■ Task material

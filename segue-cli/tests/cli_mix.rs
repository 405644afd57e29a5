use std::path::{Path, PathBuf};

use assert_cmd::Command;
use hound::{SampleFormat, WavSpec, WavWriter};
use predicates::prelude::*;

fn write_wav(path: &Path, bits: u16, frames: u32) {
    let spec = WavSpec {
        channels: 1,
        sample_rate: 1_000,
        bits_per_sample: bits,
        sample_format: SampleFormat::Int,
    };
    let mut writer = WavWriter::create(path, spec).unwrap();
    for frame in 0..frames {
        if bits == 16 {
            writer.write_sample(frame as i16).unwrap();
        } else {
            writer.write_sample(frame as i32).unwrap();
        }
    }
    writer.finalize().unwrap();
}

fn write_markers(path: &Path, points: &[(u64, &str)]) {
    let markers = points
        .iter()
        .map(|(sample, section)| serde_json::json!({ "sample": sample, "section": section }))
        .collect::<Vec<_>>();
    let payload = serde_json::json!({ "markers": markers });
    std::fs::write(path, payload.to_string()).unwrap();
}

fn fixture(dir: &Path, points: &[(u64, &str)]) -> PathBuf {
    let wav = dir.join("set.wav");
    write_wav(&wav, 16, 500);
    write_markers(&dir.join("set.json"), points);
    wav
}

const FIVE_MARKERS: &[(u64, &str)] = &[
    (0, "intro"),
    (100, "A"),
    (200, "B"),
    (300, "C"),
    (400, "outro"),
];

fn segue() -> Command {
    Command::new(assert_cmd::cargo::cargo_bin!("segue"))
}

#[test]
fn missing_audio_exits_with_code_one() {
    let dir = tempfile::tempdir().unwrap();
    segue()
        .arg(dir.path().join("absent.wav"))
        .assert()
        .code(1)
        .stderr(predicate::str::contains("audio file not found"));
}

#[test]
fn missing_marker_file_exits_with_code_two() {
    let dir = tempfile::tempdir().unwrap();
    let wav = dir.path().join("lonely.wav");
    write_wav(&wav, 16, 500);
    segue()
        .arg(&wav)
        .assert()
        .code(2)
        .stderr(predicate::str::contains("matching marker file not found"));
}

#[test]
fn dry_run_plays_intro_body_and_outro() {
    let dir = tempfile::tempdir().unwrap();
    let wav = fixture(dir.path(), FIVE_MARKERS);
    segue()
        .arg(&wav)
        .args(["--dry-run", "--length-frames", "250", "--seed", "7"])
        .assert()
        .success()
        .stdout(predicate::str::contains("Playing first section: intro, sample: 0"))
        .stdout(predicate::str::contains("round 2"))
        .stdout(predicate::str::contains("Playing last section: outro, sample: 400"))
        .stdout(predicate::str::contains("Mix finished: 2 body round(s), 400 frames"));
}

#[test]
fn dry_run_with_crossfade_frames() {
    let dir = tempfile::tempdir().unwrap();
    let wav = fixture(dir.path(), FIVE_MARKERS);
    segue()
        .arg(&wav)
        .args([
            "--dry-run",
            "--length-frames",
            "250",
            "--crossfade",
            "--crossfade-frames",
            "5",
        ])
        .assert()
        .success()
        .stdout(predicate::str::contains("(195 frames)"))
        .stdout(predicate::str::contains("Mix finished: 2 body round(s), 495 frames"));
}

#[test]
fn single_interior_marker_fails_with_guidance() {
    let dir = tempfile::tempdir().unwrap();
    let wav = fixture(
        dir.path(),
        &[(0, "intro"), (100, "A"), (200, "B"), (400, "outro")],
    );
    segue()
        .arg(&wav)
        .args(["--dry-run", "--length-frames", "250"])
        .assert()
        .failure()
        .stderr(predicate::str::contains("at least 2 interior markers"));
}

#[test]
fn oversized_crossfade_names_the_segment() {
    let dir = tempfile::tempdir().unwrap();
    let wav = fixture(dir.path(), FIVE_MARKERS);
    segue()
        .arg(&wav)
        .args(["--dry-run", "--length-frames", "250", "-x"])
        .assert()
        .failure()
        .stderr(predicate::str::contains("too short for a 10000 frame crossfade"));
}

#[test]
fn explicit_marker_path_overrides_companion() {
    let dir = tempfile::tempdir().unwrap();
    let wav = dir.path().join("take.wav");
    write_wav(&wav, 16, 500);
    let markers = dir.path().join("cues.json");
    write_markers(&markers, FIVE_MARKERS);
    segue()
        .arg(&wav)
        .arg("--markers")
        .arg(&markers)
        .args(["--dry-run", "--quiet", "--length-frames", "100"])
        .assert()
        .success()
        .stdout(predicate::str::is_empty());
}

#[test]
fn duplicate_offsets_are_rejected() {
    let dir = tempfile::tempdir().unwrap();
    let wav = fixture(
        dir.path(),
        &[(0, "intro"), (100, "A"), (100, "B"), (400, "outro")],
    );
    segue()
        .arg(&wav)
        .arg("--dry-run")
        .assert()
        .failure()
        .stderr(predicate::str::contains("duplicate marker offset 100"));
}

#[test]
fn wide_samples_are_unreadable() {
    let dir = tempfile::tempdir().unwrap();
    let wav = dir.path().join("wide.wav");
    write_wav(&wav, 24, 500);
    write_markers(&dir.path().join("wide.json"), FIVE_MARKERS);
    segue()
        .arg(&wav)
        .arg("--dry-run")
        .assert()
        .failure()
        .stderr(predicate::str::contains("unreadable audio"));
}

#[test]
fn inspect_lists_interior_pool() {
    let dir = tempfile::tempdir().unwrap();
    let wav = fixture(dir.path(), FIVE_MARKERS);
    segue()
        .arg("inspect")
        .arg(&wav)
        .assert()
        .success()
        .stdout(predicate::str::contains("sample rate: 1000 Hz"))
        .stdout(predicate::str::contains("Interior pool (2): A, B"));
}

■ Task objective
Find the lines above that contain the word "round" and copy each one.

■ Solution for this task
        .stdout(predicate::str::contains("round 2"))
        .stdout(predicate::str::contains("Mix finished: 2 body round(s), 400 frames"));
        .stdout(predicate::str::contains("Mix finished: 2 body round(s), 495 frames"));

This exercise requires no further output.